04/10/2018 Par Un interne
Témoignage

Un temps de travail qui explose le plafond réglementaire, des tâches ingrates, une formation quasi-inexistante… En dénonçant de manière factuelle les conditions dans lesquelles se déroulent son stage aux urgences gynécologiques d'un grand hôpital, cet interne en médecine générale s'est attiré les foudres de la direction, des médecins seniors et même de certains internes. Isolé, ostracisé, presque harcelé, il témoigne de son amertume.

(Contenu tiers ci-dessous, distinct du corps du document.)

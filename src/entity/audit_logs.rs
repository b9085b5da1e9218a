use sea_orm::entity::prelude::*;
use serde_json::Value;

#[derive(Clone, Debug, PartialEq, DeriveEntityModel)]
#[sea_orm(table_name = "audit_logs")]
pub struct Model {
    #[sea_orm(primary_key)]
    pub id: Uuid,
    pub customer_id: Option<i64>,
    pub action: String,
    pub resource: Option<String>,
    pub metadata: Option<Value>,
    pub created_at: DateTimeWithTimeZone,
}

#[derive(Copy, Clone, Debug, EnumIter, DeriveRelation)]
pub enum Relation {}

impl ActiveModelBehavior for ActiveModel {}
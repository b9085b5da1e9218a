use chrono::{DateTime, TimeZone, Utc};
use sea_orm::ActiveValue::NotSet;
use sea_orm::sea_query::Expr;
use sea_orm::{
    ActiveModelTrait, ColumnTrait, ConnectionTrait, EntityTrait, QueryFilter, QueryOrder, Set,
    TransactionTrait,
};

use crate::{
    audit::log_audit,
    cart::Cart,
    entity::{
        catalog_items::{Column as ItemCol, Entity as CatalogItems},
        customers::{Entity as Customers, Model as CustomerModel},
        order_lines::{
            ActiveModel as OrderLineActive, Column as OrderLineCol, Entity as OrderLines,
            Model as OrderLineModel,
        },
        orders::{ActiveModel as OrderActive, Column as OrderCol, Entity as Orders, Model as OrderModel},
    },
    error::{CoreError, CoreResult},
    models::{Customer, Order, OrderLine},
    state::AppState,
};

/// Converts a cart into a persisted order: header insert, line inserts, and the
/// authoritative stock decrement for every line, all in one transaction. Either all
/// of it commits or none of it does. The caller's cart is cleared only after commit.
///
/// Not idempotent: two calls with the same cart produce two orders. Single-submission
/// guards belong to the caller.
pub async fn checkout(
    state: &AppState,
    customer_id: i64,
    cart: &mut Cart,
    shipping_address: Option<String>,
) -> CoreResult<Order> {
    if cart.is_empty() {
        return Err(CoreError::EmptyCart);
    }

    // Sessions go stale; re-resolve the customer from storage before trusting it.
    let customer = find_customer(state, customer_id).await?;

    let mut order = Order::create(&customer, cart, shipping_address)?;

    let txn = state.orm.begin().await?;

    let header = OrderActive {
        id: NotSet,
        customer_id: Set(order.customer_id),
        reference: Set(order.reference.clone()),
        total_amount: Set(order.total_amount),
        shipping_address: Set(order.shipping_address.clone()),
        created_at: Set(order.created_at.into()),
    }
    .insert(&txn)
    .await?;
    order.assign_id(header.id)?;

    for line in &order.lines {
        let item = CatalogItems::find_by_id(line.item_id)
            .filter(ItemCol::DeletedAt.is_null())
            .one(&txn)
            .await?;
        if item.is_none() {
            return Err(CoreError::ItemVanished(line.item_id));
        }

        OrderLineActive {
            id: NotSet,
            order_id: Set(header.id),
            item_id: Set(line.item_id),
            quantity: Set(line.quantity),
            unit_price: Set(line.unit_price),
            created_at: NotSet,
        }
        .insert(&txn)
        .await?;
    }

    for line in &order.lines {
        // The WHERE clause re-checks stock atomically with the write. Zero affected
        // rows means a concurrent checkout consumed it first; dropping the
        // transaction rolls back the header and lines already written.
        let result = CatalogItems::update_many()
            .col_expr(ItemCol::Stock, Expr::col(ItemCol::Stock).sub(line.quantity))
            .filter(ItemCol::Id.eq(line.item_id))
            .filter(ItemCol::Stock.gte(line.quantity))
            .exec(&txn)
            .await?;
        if result.rows_affected == 0 {
            return Err(CoreError::InsufficientStock {
                item_id: line.item_id,
            });
        }
    }

    txn.commit().await?;

    cart.clear();

    tracing::info!(
        order_id = header.id,
        customer_id,
        total = order.total_amount,
        "checkout committed"
    );

    if let Err(err) = log_audit(
        &state.pool,
        Some(customer_id),
        "checkout",
        Some("orders"),
        Some(serde_json::json!({ "order_id": header.id, "reference": order.reference })),
    )
    .await
    {
        tracing::warn!(error = %err, "audit log failed");
    }

    Ok(order)
}

pub async fn find_customer(state: &AppState, customer_id: i64) -> CoreResult<Customer> {
    let customer = Customers::find_by_id(customer_id).one(&state.orm).await?;
    match customer {
        Some(c) => Ok(customer_from_entity(c)),
        None => Err(CoreError::CustomerNotFound),
    }
}

pub async fn get_order(state: &AppState, customer_id: i64, order_id: i64) -> CoreResult<Order> {
    let header = Orders::find()
        .filter(OrderCol::Id.eq(order_id))
        .filter(OrderCol::CustomerId.eq(customer_id))
        .one(&state.orm)
        .await?;
    let header = match header {
        Some(h) => h,
        None => return Err(CoreError::NotFound),
    };

    let lines = load_lines(&state.orm, header.id).await?;
    Ok(order_from_snapshot(header, lines))
}

pub async fn list_orders_for_customer(state: &AppState, customer_id: i64) -> CoreResult<Vec<Order>> {
    let headers = Orders::find()
        .filter(OrderCol::CustomerId.eq(customer_id))
        .order_by_desc(OrderCol::CreatedAt)
        .all(&state.orm)
        .await?;

    let mut orders = Vec::with_capacity(headers.len());
    for header in headers {
        let lines = load_lines(&state.orm, header.id).await?;
        orders.push(order_from_snapshot(header, lines));
    }
    Ok(orders)
}

/// Orders created within one calendar month, oldest first.
pub async fn list_orders_for_month(
    state: &AppState,
    year: i32,
    month: u32,
) -> CoreResult<Vec<Order>> {
    let start = month_start(year, month)?;
    let end = if month == 12 {
        month_start(year + 1, 1)?
    } else {
        month_start(year, month + 1)?
    };

    let headers = Orders::find()
        .filter(OrderCol::CreatedAt.gte(start))
        .filter(OrderCol::CreatedAt.lt(end))
        .order_by_asc(OrderCol::CreatedAt)
        .all(&state.orm)
        .await?;

    let mut orders = Vec::with_capacity(headers.len());
    for header in headers {
        let lines = load_lines(&state.orm, header.id).await?;
        orders.push(order_from_snapshot(header, lines));
    }
    Ok(orders)
}

fn month_start(year: i32, month: u32) -> CoreResult<DateTime<Utc>> {
    Utc.with_ymd_and_hms(year, month, 1, 0, 0, 0)
        .single()
        .ok_or_else(|| CoreError::Validation(format!("invalid month: {year}-{month:02}")))
}

async fn load_lines<C: ConnectionTrait>(conn: &C, order_id: i64) -> CoreResult<Vec<OrderLineModel>> {
    let lines = OrderLines::find()
        .filter(OrderLineCol::OrderId.eq(order_id))
        .order_by_asc(OrderLineCol::Id)
        .all(conn)
        .await?;
    Ok(lines)
}

fn order_from_snapshot(header: OrderModel, lines: Vec<OrderLineModel>) -> Order {
    let lines = lines
        .into_iter()
        .map(|l| OrderLine {
            item_id: l.item_id,
            quantity: l.quantity,
            unit_price: l.unit_price,
        })
        .collect();

    Order::from_snapshot(
        header.id,
        header.customer_id,
        header.reference,
        header.total_amount,
        header.shipping_address,
        header.created_at.with_timezone(&Utc),
        lines,
    )
}

fn customer_from_entity(model: CustomerModel) -> Customer {
    Customer {
        id: model.id,
        name: model.name,
        email: model.email,
        address: model.address,
        created_at: model.created_at.with_timezone(&Utc),
    }
}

  "Aujourd'hui, je suis interne de médecine générale, en fin de 1ère année. J'ai choisi ces études et ce métier pour soigner des gens, apprendre la médecine, apporter du réconfort aux patients et les aider à guérir. Avec l'internat et les semaines de 96h à l'hôpital, j'ai découvert que J'AI besoin de réconfort et de soutien. Ce soutien, je l'ai auprès de mes proches qui me comprennent, me connaissent, voient mon état, voient mon humeur changer, mon visage se cerner, mon teint pâlir de semaine en semaine, mes blagues se raréfier, mon sourire perdre de sa persistance, mes pensées se perdre de plus en plus.

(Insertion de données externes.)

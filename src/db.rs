use anyhow::Result;
use sea_orm::{ConnectionTrait, Database, DatabaseConnection, Statement};
use sqlx::postgres::PgPoolOptions;
use std::path::PathBuf;
use tokio::fs;

pub type DbPool = sqlx::PgPool;
pub type OrmConn = DatabaseConnection;

/// Create the sqlx pool used for raw queries (audit trail, seeding).
pub async fn create_pool(database_url: &str) -> Result<DbPool> {
    let pool = PgPoolOptions::new()
        .max_connections(10)
        .connect(database_url)
        .await?;
    Ok(pool)
}

/// Create a SeaORM connection.
pub async fn create_orm_conn(database_url: &str) -> Result<DatabaseConnection> {
    let conn = Database::connect(database_url).await?;
    Ok(conn)
}

/// Minimal migration runner that executes SQL files in `migrations/` in filename order.
pub async fn run_migrations(conn: &DatabaseConnection) -> Result<()> {
    let mut entries = fs::read_dir("migrations").await?;
    let mut files: Vec<PathBuf> = Vec::new();
    while let Some(entry) = entries.next_entry().await? {
        let path = entry.path();
        if path.is_file() {
            files.push(path);
        }
    }
    files.sort();

    let backend = conn.get_database_backend();
    for file in files {
        let sql = fs::read_to_string(&file).await?;
        // Postgres prepared statements cannot contain multiple commands,
        // so split the migration file and run each statement individually.
        for stmt in sql.split(';') {
            let stmt = stmt.trim();
            if stmt.is_empty() {
                continue;
            }
            let statement = format!("{stmt};");
            conn.execute(Statement::from_string(backend, statement))
                .await?;
        }
    }

    Ok(())
}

Ce soutien, je l'ai également de la part de quelques-uns des internes en stage avec moi, qui souffrent comme moi. Je ne l'ai pas de la part des médecins titulaires de l'hôpital, qui ont besoin de mes heures de travail pour imprimer leurs comptes-rendus opératoires, m'occuper de leurs patients, sans considération pour la qualité de ma formation, sans prendre en compte le fait que tout ce que je saurai de leur spécialité, je l'aurai appris dans leur service ; et qu'en l'absence de formation, à m'abrutir de tâches ingrates, seul devant un ordinateur du matin au soir, c'est un généraliste NUL qui revendiquera d'avoir été formé dans leur service.  

Secrétaire Bac+7

  J'ai envoyé une lettre. Factuelle, dénonçant le temps de travail abusif et illégal qui nous est demandé, mettant l'accent sur l'absence de formation prévue sur nombre de domaines clés (suivi de grossesse, contraception, accouchement...) de la médecine générale. Envoyée par email au service, à la direction, à la fac, à mon syndicat. A la faculté, ils ont immédiatement réagi en retirant tous les postes d'internes du stage en question pour l'avenir. Le service ne pourra plus compter sur notre temps de travail de secrétaire bac +7 dans quelques mois. Je suis extrêmement mal vu. La chef de service s'est entretenue furieuse avec moi 1/2h, proférant des menaces, sur ma validation de stage, sur le fait que la loi pourrait se retourner contre moi, dénigrant mes co-internes, me disant que je ne devrais "pas être médecin, mais avocat ou juriste". Les internes non-généralistes parlent dans mon dos. "A cause" de moi, ils auront deux fois plus de travail à l'avenir. Les médecins seniors, au mieux n'approuvent pas, au pire trouvent scandaleuse ma démarche et me le disent. Les médecins d'autres services trouvent scandaleuse ma démarche car "à cause" de moi l'hôpital va moins bien tourner et les médecins vont avoir plus de travail.  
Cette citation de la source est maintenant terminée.